* Task to complete
The records that follow are to be given again exactly.

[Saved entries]
//! Cursor arithmetic and advancement rules
//!
//! Cursors come from two places. The remote may return a continuation token,
//! which always wins and is issued verbatim. When it does not, the tracker
//! derives a numeric offset: the first `ramp_pages` cursors step by the large
//! stride, later ones by the small stride, rounded up to a small-stride
//! multiple. A token of the form `"<count>|<suffix>"` keeps its suffix across
//! derived cursors.

use crate::config::CursorConfig;
use crate::state::{split_token, Cursor, CursorState};

/// What a completed fetch tells the tracker
#[derive(Debug, Clone, PartialEq, Eq)]
pub enum PageProgress {
    /// A non-empty page, with the remote's continuation token if it sent one
    Page {
        next_token: Option<String>,
        new_unique: usize,
    },

    /// The remote returned nothing
    Empty,
}

/// Result of applying a fetch outcome
#[derive(Debug, Clone, Copy, PartialEq, Eq)]
pub enum Advance {
    /// Keep crawling
    Continue,

    /// Manual increments stopped producing new items
    Stalled,
}

/// Computes and advances cursors for one target
#[derive(Debug, Clone)]
pub struct CursorTracker {
    config: CursorConfig,
}

impl CursorTracker {
    pub fn new(config: CursorConfig) -> Self {
        Self { config }
    }

    /// Returns the cursor the next fetch should use, and marks it issued
    ///
    /// Requeued cursors go first, then a pending remote token, then a
    /// derived offset.
    pub fn next(&self, state: &mut CursorState) -> Cursor {
        if !state.requeued.is_empty() {
            let cursor = state.requeued.remove(0);
            state.current_cursor = Some(cursor.clone());
            return cursor;
        }

        let cursor = match state.next_token.take() {
            Some(token) => {
                if let Some(offset) = Cursor::Token(token.clone()).numeric_offset() {
                    state.numeric_offset = state.numeric_offset.max(offset);
                }
                Cursor::Token(token)
            }
            None => {
                let offset = self.derived_offset(state);
                state.numeric_offset = state.numeric_offset.max(offset);
                match &state.opaque_suffix {
                    Some(suffix) => Cursor::Token(format!("{}|{}", offset, suffix)),
                    None => Cursor::Offset(offset),
                }
            }
        };

        state.iteration_count += 1;
        state.current_cursor = Some(cursor.clone());
        cursor
    }

    /// Locally derived offset for the next page
    fn derived_offset(&self, state: &CursorState) -> u64 {
        let small = self.config.small_stride;
        if state.iteration_count < self.config.ramp_pages {
            (state.iteration_count + 1) * self.config.large_stride
        } else {
            // Next multiple of the small stride strictly above the offset.
            (state.numeric_offset / small + 1) * small
        }
    }

    /// Applies the outcome of a fetch
    ///
    /// A continuation token replaces whatever the tracker would have derived.
    /// A non-empty page without a token is a manual increment; too many of
    /// those in a row without new unique items reports `Stalled`.
    pub fn advance(&self, state: &mut CursorState, progress: PageProgress) -> Advance {
        match progress {
            PageProgress::Page {
                next_token: Some(token),
                ..
            } => {
                state.opaque_suffix = split_token(&token).map(|(_, suffix)| suffix.to_string());
                state.next_token = Some(token);
                state.stalled_manual_pages = 0;
                Advance::Continue
            }
            PageProgress::Page {
                next_token: None,
                new_unique,
            } => {
                if new_unique > 0 {
                    state.stalled_manual_pages = 0;
                    return Advance::Continue;
                }

                state.stalled_manual_pages += 1;
                tracing::debug!(
                    "Manual increment without new items ({} in a row)",
                    state.stalled_manual_pages
                );
                if state.stalled_manual_pages >= self.config.manual_stall_pages {
                    Advance::Stalled
                } else {
                    Advance::Continue
                }
            }
            PageProgress::Empty => Advance::Continue,
        }
    }

    /// Hands a cursor back so it is issued again before anything else
    pub fn requeue(&self, state: &mut CursorState, cursor: Cursor) {
        state.requeued.push(cursor);
    }
}
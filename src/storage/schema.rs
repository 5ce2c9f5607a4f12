//! Database schema definitions
//!
//! This module contains all SQL schema definitions for the Fleet-Crawl database.

/// SQL schema for the database
pub const SCHEMA_SQL: &str = r#"
-- Scraped items, one row per target and item id
CREATE TABLE IF NOT EXISTS records (
    target_key TEXT NOT NULL,
    item_id TEXT NOT NULL,
    payload TEXT NOT NULL,
    first_seen_at TEXT NOT NULL,
    updated_at TEXT NOT NULL,
    PRIMARY KEY (target_key, item_id)
);

CREATE INDEX IF NOT EXISTS idx_records_target ON records(target_key);

-- Latest scheduler snapshot per target
CREATE TABLE IF NOT EXISTS schedule_states (
    target_key TEXT PRIMARY KEY,
    status TEXT NOT NULL,
    reason TEXT,
    total_unique INTEGER NOT NULL DEFAULT 0,
    state_json TEXT NOT NULL,
    updated_at TEXT NOT NULL
);
"#;

/// Initializes the database schema
///
/// # Arguments
///
/// * `conn` - The database connection
///
/// # Returns
///
/// * `Ok(())` - Schema initialized successfully
/// * `Err(rusqlite::Error)` - Failed to initialize schema
pub fn initialize_schema(conn: &rusqlite::Connection) -> Result<(), rusqlite::Error> {
    conn.execute_batch(SCHEMA_SQL)?;
    Ok(())
}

* Completed exercise
//! Cursor arithmetic and advancement rules
//!
//! Cursors come from two places. The remote may return a continuation token,
//! which always wins and is issued verbatim. When it does not, the tracker
//! derives a numeric offset: the first `ramp_pages` cursors step by the large
//! stride, later ones by the small stride, rounded up to a small-stride
//! multiple. A token of the form `"<count>|<suffix>"` keeps its suffix across
//! derived cursors.

use crate::config::CursorConfig;
use crate::state::{split_token, Cursor, CursorState};

/// What a completed fetch tells the tracker
#[derive(Debug, Clone, PartialEq, Eq)]
pub enum PageProgress {
    /// A non-empty page, with the remote's continuation token if it sent one
    Page {
        next_token: Option<String>,
        new_unique: usize,
    },

    /// The remote returned nothing
    Empty,
}

/// Result of applying a fetch outcome
#[derive(Debug, Clone, Copy, PartialEq, Eq)]
pub enum Advance {
    /// Keep crawling
    Continue,

    /// Manual increments stopped producing new items
    Stalled,
}

/// Computes and advances cursors for one target
#[derive(Debug, Clone)]
pub struct CursorTracker {
    config: CursorConfig,
}

impl CursorTracker {
    pub fn new(config: CursorConfig) -> Self {
        Self { config }
    }

    /// Returns the cursor the next fetch should use, and marks it issued
    ///
    /// Requeued cursors go first, then a pending remote token, then a
    /// derived offset.
    pub fn next(&self, state: &mut CursorState) -> Cursor {
        if !state.requeued.is_empty() {
            let cursor = state.requeued.remove(0);
            state.current_cursor = Some(cursor.clone());
            return cursor;
        }

        let cursor = match state.next_token.take() {
            Some(token) => {
                if let Some(offset) = Cursor::Token(token.clone()).numeric_offset() {
                    state.numeric_offset = state.numeric_offset.max(offset);
                }
                Cursor::Token(token)
            }
            None => {
                let offset = self.derived_offset(state);
                state.numeric_offset = state.numeric_offset.max(offset);
                match &state.opaque_suffix {
                    Some(suffix) => Cursor::Token(format!("{}|{}", offset, suffix)),
                    None => Cursor::Offset(offset),
                }
            }
        };

        state.iteration_count += 1;
        state.current_cursor = Some(cursor.clone());
        cursor
    }

    /// Locally derived offset for the next page
    fn derived_offset(&self, state: &CursorState) -> u64 {
        let small = self.config.small_stride;
        if state.iteration_count < self.config.ramp_pages {
            (state.iteration_count + 1) * self.config.large_stride
        } else {
            // Next multiple of the small stride strictly above the offset.
            (state.numeric_offset / small + 1) * small
        }
    }

    /// Applies the outcome of a fetch
    ///
    /// A continuation token replaces whatever the tracker would have derived.
    /// A non-empty page without a token is a manual increment; too many of
    /// those in a row without new unique items reports `Stalled`.
    pub fn advance(&self, state: &mut CursorState, progress: PageProgress) -> Advance {
        match progress {
            PageProgress::Page {
                next_token: Some(token),
                ..
            } => {
                state.opaque_suffix = split_token(&token).map(|(_, suffix)| suffix.to_string());
                state.next_token = Some(token);
                state.stalled_manual_pages = 0;
                Advance::Continue
            }
            PageProgress::Page {
                next_token: None,
                new_unique,
            } => {
                if new_unique > 0 {
                    state.stalled_manual_pages = 0;
                    return Advance::Continue;
                }

                state.stalled_manual_pages += 1;
                tracing::debug!(
                    "Manual increment without new items ({} in a row)",
                    state.stalled_manual_pages
                );
                if state.stalled_manual_pages >= self.config.manual_stall_pages {
                    Advance::Stalled
                } else {
                    Advance::Continue
                }
            }
            PageProgress::Empty => Advance::Continue,
        }
    }

    /// Hands a cursor back so it is issued again before anything else
    pub fn requeue(&self, state: &mut CursorState, cursor: Cursor) {
        state.requeued.push(cursor);
    }
}
filename src/storage/schema.rs
repository 5ce2c9f5607a4f12
//! Database schema definitions
//!
//! This module contains all SQL schema definitions for the Fleet-Crawl database.

/// SQL schema for the database
pub const SCHEMA_SQL: &str = r#"
-- Scraped items, one row per target and item id
CREATE TABLE IF NOT EXISTS records (
    target_key TEXT NOT NULL,
    item_id TEXT NOT NULL,
    payload TEXT NOT NULL,
    first_seen_at TEXT NOT NULL,
    updated_at TEXT NOT NULL,
    PRIMARY KEY (target_key, item_id)
);

CREATE INDEX IF NOT EXISTS idx_records_target ON records(target_key);

-- Latest scheduler snapshot per target
CREATE TABLE IF NOT EXISTS schedule_states (
    target_key TEXT PRIMARY KEY,
    status TEXT NOT NULL,
    reason TEXT,
    total_unique INTEGER NOT NULL DEFAULT 0,
    state_json TEXT NOT NULL,
    updated_at TEXT NOT NULL
);
"#;

/// Initializes the database schema
///
/// # Arguments
///
/// * `conn` - The database connection
///
/// # Returns
///
/// * `Ok(())` - Schema initialized successfully
/// * `Err(rusqlite::Error)` - Failed to initialize schema
pub fn initialize_schema(conn: &rusqlite::Connection) -> Result<(), rusqlite::Error> {
    conn.execute_batch(SCHEMA_SQL)?;
    Ok(())
}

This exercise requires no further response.